Si stupì lui stesso di quella domanda, ma non nel vedere il sorriso di Cid mutare.
Cid era molte cose: un brillante studioso, un gentiluomo garbato, un superbo amante, un ottimo conversatore, un uomo estremamente piacevole. E, anche, un giovane vedovo che si occupava con tutto il suo cuore, la sua attenzione, la sua dedizione, alla crescita del ragazzino più dolce ed educato che Halim avesse mai incontrato.
“Sì, ti devo domandare perdono per quest’incidente. Conversare con te è così tanto piacevole che spesso non presto attenzione allo scorrere del tempo. E’ molto tardi, per lui.”
Sentì la pelle come incresparsi dal piacere sotto il tocco di quello sguardo.
Impeccabile: tale padre, tale figlio. Doveva essersi annoiato a morte durante quella cena in cui per ore avevano chiacchierato di svariate questioni, nessuna delle quali adatte a un bambino, eppure non aveva mostrato un solo cenno di fastidio, né di irrequietezza. Non una parola o uno sbuffo.
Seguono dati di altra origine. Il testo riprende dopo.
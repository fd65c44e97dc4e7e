// src/models/quiz.rs

use serde::{Deserialize, Serialize};
use sqlx::{prelude::FromRow, types::Json};
use validator::Validate;

use crate::config::DEFAULT_PASSING_PERCENTAGE;

/// Question kind. Decides which answer key applies and how responses
/// are graded.
#[derive(Debug, Clone, Copy, PartialEq, Eq, sqlx::Type, Serialize, Deserialize)]
#[sqlx(type_name = "question_type", rename_all = "kebab-case")]
#[serde(rename_all = "kebab-case")]
pub enum QuestionType {
    McqSingle,
    McqMultiple,
    TrueFalse,
    FillBlank,
}

/// One selectable option of a choice question.
/// Stored as part of the question's JSONB option list.
#[derive(Debug, Clone, Serialize, Deserialize)]
pub struct QuestionOption {
    pub text: String,
    #[serde(default)]
    pub is_correct: bool,
}

/// Represents the 'quizzes' table in the database.
#[derive(Debug, Clone, FromRow, Serialize, Deserialize)]
pub struct Quiz {
    pub id: i64,
    pub course_id: i64,
    pub title: String,

    /// Minimum score (0-100) required to pass.
    pub passing_percentage: i64,

    /// Client-side time limit. The server scores late submissions normally.
    pub time_limit_minutes: Option<i64>,

    pub created_at: Option<chrono::DateTime<chrono::Utc>>,
}

/// Represents the 'questions' table in the database.
///
/// Created once at quiz-authoring time and immutable afterwards; answer
/// keys live in `options` (choice questions) or `answer` (fill-blank).
#[derive(Debug, Clone, FromRow, Serialize, Deserialize)]
pub struct Question {
    pub id: i64,
    pub quiz_id: i64,
    pub question_type: QuestionType,
    pub text: String,
    pub points: i64,

    /// Ordered option list. Empty for fill-blank questions.
    pub options: Json<Vec<QuestionOption>>,

    /// Canonical answer for fill-blank questions.
    pub answer: Option<String>,

    pub order_index: i32,
}

/// DTO for a question as shown to students (answer key stripped).
#[derive(Debug, Serialize)]
pub struct PublicQuestion {
    pub id: i64,
    pub question_type: QuestionType,
    pub text: String,
    pub points: i64,
    pub options: Vec<String>,
    pub order_index: i32,
}

impl From<Question> for PublicQuestion {
    fn from(q: Question) -> Self {
        PublicQuestion {
            id: q.id,
            question_type: q.question_type,
            text: q.text,
            points: q.points,
            options: q.options.0.into_iter().map(|o| o.text).collect(),
            order_index: q.order_index,
        }
    }
}

/// Quiz detail as served to students.
#[derive(Debug, Serialize)]
pub struct QuizView {
    #[serde(flatten)]
    pub quiz: Quiz,
    pub questions: Vec<PublicQuestion>,
}

/// DTO for creating a quiz together with its questions.
#[derive(Debug, Deserialize, Validate)]
pub struct CreateQuizRequest {
    pub course_id: i64,
    #[validate(length(min = 1, max = 200))]
    pub title: String,
    #[validate(range(min = 0, max = 100))]
    pub passing_percentage: Option<i64>,
    #[validate(range(min = 1))]
    pub time_limit_minutes: Option<i64>,
    #[validate(nested, length(max = 200))]
    pub questions: Vec<CreateQuestionRequest>,
}

impl CreateQuizRequest {
    pub fn passing_percentage_or_default(&self) -> i64 {
        self.passing_percentage.unwrap_or(DEFAULT_PASSING_PERCENTAGE)
    }
}

/// DTO for one question inside a quiz-creation request.
#[derive(Debug, Serialize, Deserialize, Validate)]
pub struct CreateQuestionRequest {
    pub question_type: QuestionType,
    #[validate(length(min = 1, max = 1000))]
    pub text: String,
    #[validate(range(min = 1))]
    pub points: Option<i64>,
    #[validate(custom(function = validate_option_texts))]
    pub options: Option<Vec<QuestionOption>>,
    #[validate(length(min = 1, max = 500))]
    pub answer: Option<String>,
}

impl CreateQuestionRequest {
    /// Checks the type-dependent answer-key invariants the derive cannot
    /// express: choice questions need at least two options and a correct
    /// one, fill-blank needs a canonical answer.
    pub fn check_answer_key(&self) -> Result<(), String> {
        match self.question_type {
            QuestionType::McqSingle | QuestionType::McqMultiple | QuestionType::TrueFalse => {
                let options = self.options.as_deref().unwrap_or_default();
                if options.len() < 2 {
                    return Err(format!(
                        "Question '{}' needs at least 2 options",
                        self.text
                    ));
                }
                if !options.iter().any(|o| o.is_correct) {
                    return Err(format!(
                        "Question '{}' needs at least 1 correct option",
                        self.text
                    ));
                }
            }
            QuestionType::FillBlank => {
                if self.answer.as_deref().is_none_or(|a| a.trim().is_empty()) {
                    return Err(format!(
                        "Fill-blank question '{}' needs a canonical answer",
                        self.text
                    ));
                }
            }
        }
        Ok(())
    }
}

fn validate_option_texts(options: &[QuestionOption]) -> Result<(), validator::ValidationError> {
    for opt in options {
        if opt.text.is_empty() || opt.text.len() > 500 {
            return Err(validator::ValidationError::new("option_text_length"));
        }
    }
    Ok(())
}
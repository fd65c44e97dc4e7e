// src/models/attempt.rs

use serde::{Deserialize, Serialize};
use sqlx::{prelude::FromRow, types::Json};
use validator::Validate;

use crate::engine::grader::QuestionResponse;
use crate::engine::scorer::GradedAnswer;

/// Represents the 'quiz_attempts' table in the database.
///
/// One row per submission, immutable after creation. `attempt_number` is a
/// 1-based display ordinal scoped to (student, quiz); it is computed from a
/// count read and carries no uniqueness guarantee under races.
#[derive(Debug, Clone, FromRow, Serialize, Deserialize)]
pub struct QuizAttempt {
    pub id: i64,
    pub student_id: i64,
    pub quiz_id: i64,
    pub course_id: i64,

    /// Per-question graded answers, stored as JSONB.
    pub answers: Json<Vec<GradedAnswer>>,

    /// Rounded percentage score, 0-100.
    pub score: i64,
    pub earned_points: i64,
    pub total_points: i64,
    pub passed: bool,
    pub attempt_number: i64,
    pub time_spent_seconds: Option<i64>,
    pub created_at: Option<chrono::DateTime<chrono::Utc>>,
}

/// One submitted answer: the target question plus the typed response.
#[derive(Debug, Clone, Deserialize, Serialize)]
pub struct SubmittedResponse {
    pub question_id: i64,
    #[serde(flatten)]
    pub response: QuestionResponse,
}

/// DTO for submitting a quiz attempt. A missing `responses` list is
/// rejected at the boundary; an empty one is scorable (an abandoned
/// attempt still grades, as all zeros).
#[derive(Debug, Deserialize, Validate)]
pub struct SubmitAttemptRequest {
    #[validate(length(max = 500))]
    pub responses: Vec<SubmittedResponse>,
    #[validate(range(min = 0))]
    pub time_spent_seconds: Option<i64>,
}

/// Response body for a graded submission.
#[derive(Debug, Serialize)]
pub struct AttemptResult {
    pub attempt_id: i64,
    pub score: i64,
    pub earned_points: i64,
    pub total_points: i64,
    pub passed: bool,
    pub attempt_number: i64,
    pub answers: Vec<GradedAnswer>,
}

/// Attempt history response: every attempt plus the best one
/// (highest score, earliest submission on ties).
#[derive(Debug, Serialize)]
pub struct AttemptHistory {
    pub attempts: Vec<QuizAttempt>,
    pub best: Option<QuizAttempt>,
}
pub mod context;
pub mod error;

pub use context::SiteContext;
pub use error::{ErrorContext, SiteError, SiteResult};
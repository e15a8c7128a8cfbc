use std::time::Duration;

use etcd_client::{Client, ConnectOptions, GetOptions, KeyValue};
use tokio::sync::Mutex;

use super::Etcd;

/// Lazily connected etcd client.
///
/// The connection is opened on first use, inside whatever runtime serves the
/// request, and dropped after a failed call so the next call reconnects.
pub struct EtcdClientWrapper {
    config: Etcd,
    client: Mutex<Option<Client>>,
}

impl EtcdClientWrapper {
    pub fn new(config: Etcd) -> Self {
        Self {
            config,
            client: Mutex::new(None),
        }
    }

    pub fn prefix(&self) -> &str {
        self.config.prefix.trim_end_matches('/')
    }

    fn prefixed(&self, key: &str) -> String {
        format!("{}/{}", self.prefix(), key)
    }

    async fn create_client(&self) -> Result<Client, etcd_client::Error> {
        let mut options = ConnectOptions::default();
        if let Some(timeout) = self.config.timeout {
            options = options.with_timeout(Duration::from_secs(timeout as u64));
        };
        if let Some(connect_timeout) = self.config.connect_timeout {
            options = options.with_connect_timeout(Duration::from_secs(connect_timeout as u64));
        };
        if let (Some(user), Some(password)) = (&self.config.user, &self.config.password) {
            options = options.with_user(user.clone(), password.clone());
        };

        Client::connect(self.config.host.clone(), Some(options)).await
    }

    /// Returns a handle to the shared connection, creating it if needed.
    /// `Client` is a cheap clone over one gRPC channel.
    async fn ensure_client(&self) -> Result<Client, etcd_client::Error> {
        let mut client_guard = self.client.lock().await;

        if let Some(client) = client_guard.as_ref() {
            return Ok(client.clone());
        }

        log::info!("Creating new etcd client...");
        let client = self.create_client().await?;
        *client_guard = Some(client.clone());
        Ok(client)
    }

    async fn reset_on_error<T>(
        &self,
        result: Result<T, etcd_client::Error>,
    ) -> Result<T, etcd_client::Error> {
        if let Err(err) = &result {
            log::error!("Etcd operation failed: {:?}", err);
            *self.client.lock().await = None;
        }
        result
    }

    pub async fn put(&self, key: &str, value: Vec<u8>) -> Result<(), etcd_client::Error> {
        let mut client = self.ensure_client().await?;
        let result = client.put(self.prefixed(key), value, None).await.map(|_| ());
        self.reset_on_error(result).await
    }

    pub async fn get(&self, key: &str) -> Result<Option<Vec<u8>>, etcd_client::Error> {
        let mut client = self.ensure_client().await?;
        let result = client
            .get(self.prefixed(key), None)
            .await
            .map(|resp| resp.kvs().first().map(|kv| kv.value().to_vec()));
        self.reset_on_error(result).await
    }

    /// Values of every key under `{prefix}/{key_prefix}/`.
    pub async fn list(&self, key_prefix: &str) -> Result<Vec<Vec<u8>>, etcd_client::Error> {
        let mut client = self.ensure_client().await?;
        let options = GetOptions::new().with_prefix();
        let result = client
            .get(format!("{}/", self.prefixed(key_prefix)), Some(options))
            .await
            .map(|resp| resp.kvs().iter().map(KeyValue::value).map(<[u8]>::to_vec).collect());
        self.reset_on_error(result).await
    }
}

#[cfg(test)]
mod tests {
    use super::*;

    #[test]
    fn test_prefixed_keys() {
        let wrapper = EtcdClientWrapper::new(Etcd {
            host: vec!["http://127.0.0.1:2379".to_string()],
            prefix: "/avalance/".to_string(),
            ..Etcd::default()
        });
        assert_eq!(wrapper.prefix(), "/avalance");
        assert_eq!(wrapper.prefixed("contacts/1"), "/avalance/contacts/1");
    }
}
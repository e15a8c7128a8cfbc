//! In-process store for handler tests.

use std::sync::Mutex;

use async_trait::async_trait;

use crate::{
    core::{SiteError, SiteResult},
    model::{
        timestamp, Analytics, AnalyticsEvent, Submission, SubmissionKind, TriageUpdate,
    },
};

use super::{sort_newest_first, SubmissionStore};

#[derive(Default)]
pub struct MemoryStore {
    submissions: Mutex<Vec<Submission>>,
    analytics: Mutex<Option<Analytics>>,
    failing: bool,
}

impl MemoryStore {
    pub fn new() -> Self {
        Self::default()
    }

    /// A store whose every call fails with a storage error.
    pub fn failing() -> Self {
        Self {
            failing: true,
            ..Self::default()
        }
    }

    pub fn with(submissions: Vec<Submission>) -> Self {
        Self {
            submissions: Mutex::new(submissions),
            ..Self::default()
        }
    }

    pub fn count(&self, kind: SubmissionKind) -> usize {
        self.submissions
            .lock()
            .unwrap()
            .iter()
            .filter(|s| s.kind() == kind)
            .count()
    }

    pub fn all(&self) -> Vec<Submission> {
        self.submissions.lock().unwrap().clone()
    }

    fn check(&self) -> SiteResult<()> {
        if self.failing {
            Err(SiteError::Storage("memory store unavailable".into()))
        } else {
            Ok(())
        }
    }
}

#[async_trait]
impl SubmissionStore for MemoryStore {
    fn backend(&self) -> &'static str {
        "memory"
    }

    async fn insert(&self, submission: &Submission) -> SiteResult<()> {
        self.check()?;
        self.submissions.lock().unwrap().push(submission.clone());
        Ok(())
    }

    async fn list(&self, kind: SubmissionKind) -> SiteResult<Vec<Submission>> {
        self.check()?;
        let mut list: Vec<_> = self
            .submissions
            .lock()
            .unwrap()
            .iter()
            .filter(|s| s.kind() == kind)
            .cloned()
            .collect();
        sort_newest_first(&mut list);
        Ok(list)
    }

    async fn update_triage(
        &self,
        kind: SubmissionKind,
        id: &str,
        update: &TriageUpdate,
    ) -> SiteResult<Option<Submission>> {
        self.check()?;
        let mut submissions = self.submissions.lock().unwrap();
        Ok(submissions
            .iter_mut()
            .find(|s| s.kind() == kind && s.id() == id)
            .map(|s| {
                s.apply_triage(update, timestamp::now());
                s.clone()
            }))
    }

    async fn record(&self, event: AnalyticsEvent) -> SiteResult<Analytics> {
        self.check()?;
        let now = timestamp::now();
        let mut analytics = self.analytics.lock().unwrap();
        let record = analytics.get_or_insert_with(|| Analytics::new(now));
        record.record(event, now);
        Ok(record.clone())
    }

    async fn analytics(&self) -> SiteResult<Option<Analytics>> {
        self.check()?;
        Ok(self.analytics.lock().unwrap().clone())
    }
}
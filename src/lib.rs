//! Backend for the Avalance marketing site.
//!
//! Contact and pricing-request forms are validated, persisted to MongoDB
//! (server deployment) or etcd (edge deployment) and announced to an
//! administrator by email. Admin routes list and triage the submissions.

pub mod config;
pub mod core;
pub mod handler;
pub mod logging;
pub mod model;
pub mod notify;
pub mod service;
pub mod store;
pub mod utils;
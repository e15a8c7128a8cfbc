use pingora_core::server::{configuration::Opt, Server};

use avalance_site::{config::Config, logging::Logger, service::http::SiteHttpApp};

fn main() {
    // Load configuration and command-line arguments
    let cli_options = Opt::parse_args();
    let config = match Config::load_with_opt_and_env(&cli_options) {
        Ok(cfg) => cfg,
        Err(e) => {
            eprintln!("Error loading configuration: {e}");
            std::process::exit(1);
        }
    };

    // Initialize logging
    let logger = if let Some(log_cfg) = &config.site.log {
        let logger = Logger::new(log_cfg.clone());
        logger.init_env_logger();
        Some(logger)
    } else {
        env_logger::Builder::from_env(env_logger::Env::default().default_filter_or("info")).init();
        None
    };

    log::info!(
        "Starting {} deployment in {} mode",
        config.site.deployment,
        config.site.environment
    );

    log::info!("Adding listeners...");
    let site_service = match SiteHttpApp::site_http_service(&config.site) {
        Ok(service) => service,
        Err(e) => {
            eprintln!("Failed to add listeners: {e}");
            std::process::exit(1);
        }
    };

    let mut site_server = Server::new_with_opt_and_conf(Some(cli_options), config.pingora);

    if let Some(log_service) = logger {
        log::info!("Adding log sync service...");
        site_server.add_service(log_service);
    }

    log::info!("Bootstrapping...");
    site_server.bootstrap();

    log::info!("Bootstrapped. Adding Services...");
    site_server.add_service(site_service);

    log::info!("Starting Server...");
    site_server.run_forever();
}
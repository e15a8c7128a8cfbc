use std::{
    io::{self, Write},
    str::FromStr,
};

use async_trait::async_trait;
use env_logger::Builder;
use log::LevelFilter;
use pingora::{
    server::{ListenFds, ShutdownWatch},
    services::Service,
};
use tokio::{
    fs::{create_dir_all, metadata, OpenOptions},
    io::{AsyncWriteExt, BufWriter},
    sync::mpsc::{unbounded_channel, UnboundedReceiver, UnboundedSender},
};

use crate::config;

/// `Write` half of the log pipe; never blocks the caller.
pub struct AsyncWriter {
    sender: UnboundedSender<Vec<u8>>,
}

impl Write for AsyncWriter {
    fn write(&mut self, buf: &[u8]) -> io::Result<usize> {
        self.sender
            .send(buf.to_vec())
            .map_err(|e| io::Error::new(io::ErrorKind::Other, e))?;
        Ok(buf.len())
    }

    fn flush(&mut self) -> io::Result<()> {
        Ok(())
    }
}

/// Sends env_logger output to a file through a background service.
pub struct Logger {
    sender: UnboundedSender<Vec<u8>>,
    receiver: UnboundedReceiver<Vec<u8>>,
    config: config::Log,
}

impl Logger {
    pub fn new(config: config::Log) -> Self {
        let (sender, receiver) = unbounded_channel::<Vec<u8>>();
        Self {
            sender,
            receiver,
            config,
        }
    }

    fn create_async_writer(&self) -> AsyncWriter {
        AsyncWriter {
            sender: self.sender.clone(),
        }
    }

    pub fn level(&self) -> LevelFilter {
        LevelFilter::from_str(&self.config.level).unwrap_or_else(|_| {
            eprintln!(
                "Unknown log level '{}', falling back to info",
                self.config.level
            );
            LevelFilter::Info
        })
    }

    /// Installs the global logger. `RUST_LOG` directives still apply on top
    /// of the configured level.
    pub fn init_env_logger(&self) {
        let writer = self.create_async_writer();
        Builder::new()
            .filter_level(self.level())
            .parse_env(env_logger::Env::default())
            .target(env_logger::Target::Pipe(Box::new(writer)))
            .init();
    }

    async fn open_log_file(&self) -> io::Result<BufWriter<tokio::fs::File>> {
        let log_file_path = &self.config.path;

        if let Some(parent) = std::path::Path::new(log_file_path).parent() {
            if !parent.as_os_str().is_empty() && metadata(parent).await.is_err() {
                create_dir_all(parent).await?;
            }
        }

        let file = OpenOptions::new()
            .append(true)
            .create(true)
            .open(log_file_path)
            .await?;
        Ok(BufWriter::new(file))
    }
}

#[async_trait]
impl Service for Logger {
    async fn start_service(&mut self, _fds: Option<ListenFds>, mut shutdown: ShutdownWatch) {
        let mut file = match self.open_log_file().await {
            Ok(file) => file,
            Err(e) => {
                eprintln!("Failed to open log file {}: {e}", self.config.path);
                return;
            }
        };

        loop {
            tokio::select! {
                biased;
                _ = shutdown.changed() => {
                    if *shutdown.borrow() {
                        log::info!("Shutdown signal received, stopping write log");
                        break;
                    }
                },

                data = self.receiver.recv() => {
                    match data {
                        Some(data) => {
                            if let Err(e) = file.write_all(&data).await {
                                eprintln!("Failed to write to log file: {e}");
                            }
                        }
                        None => break,
                    }
                }
            }
        }

        if let Err(e) = file.flush().await {
            eprintln!("Failed to flush log file: {e}");
        }
    }

    fn name(&self) -> &'static str {
        "log sync"
    }

    fn threads(&self) -> Option<usize> {
        Some(1)
    }
}

#[cfg(test)]
mod tests {
    use super::*;

    fn logger(level: &str) -> Logger {
        Logger::new(config::Log {
            path: "/tmp/site.log".to_string(),
            level: level.to_string(),
        })
    }

    #[test]
    fn test_level_parsing() {
        assert_eq!(logger("debug").level(), LevelFilter::Debug);
        assert_eq!(logger("WARN").level(), LevelFilter::Warn);
        assert_eq!(logger("chatty").level(), LevelFilter::Info);
    }

    #[test]
    fn test_writer_forwards_bytes() {
        let mut logger = logger("info");
        let mut writer = logger.create_async_writer();
        writer.write_all(b"hello\n").unwrap();
        assert_eq!(logger.receiver.try_recv().unwrap(), b"hello\n".to_vec());
    }
}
Vinto dalla stanchezza si era semplicemente lasciato scivolare nel sonno, assopendosi sulla scomoda sedia della sala.
“E’ educato come un principino.”
Il sorriso di Cid si fece, più profondo, venato da una decisa consapevolezza.
“E’ un Bunansa.”
Per lui quella sembrava la risposta perfetta per ogni cosa, e Halim.. bhè, lui gli perdonava tutto.
Halim era stato mandato ad Archades molti anni prima dalla sua famiglia, per studiare presso la più prestigiosa Accademia di Ivalice e per entrare in contatto con la nobiltà e le personalità più influenti dell’Impero. In fondo l’unico erede di un Marchesato di antiche origini, di alta nobiltà ma di scarso peso militare aveva nelle alleanze politiche e nell’opportunismo diplomatico, l’unica arma ragionevole per la sopravvivenza propria e del suo popolo.
Sapeva di essere stato fortunato: aveva amato Archades fin dal primo istante.
L’architettura, quell’aria incredibile, piena di vita, la gente e il modo di fare, l’accento dolce con cui cadenzavano le parole, la luce che si riverberava sui palazzi dalle altezze vertiginose, i negozi pieni di qualsiasi cosa, provenienti da ogni angolo del mondo.. e poi i teatri, la musica, le biblioteche, i musei e le novità tecnologiche.. tutto.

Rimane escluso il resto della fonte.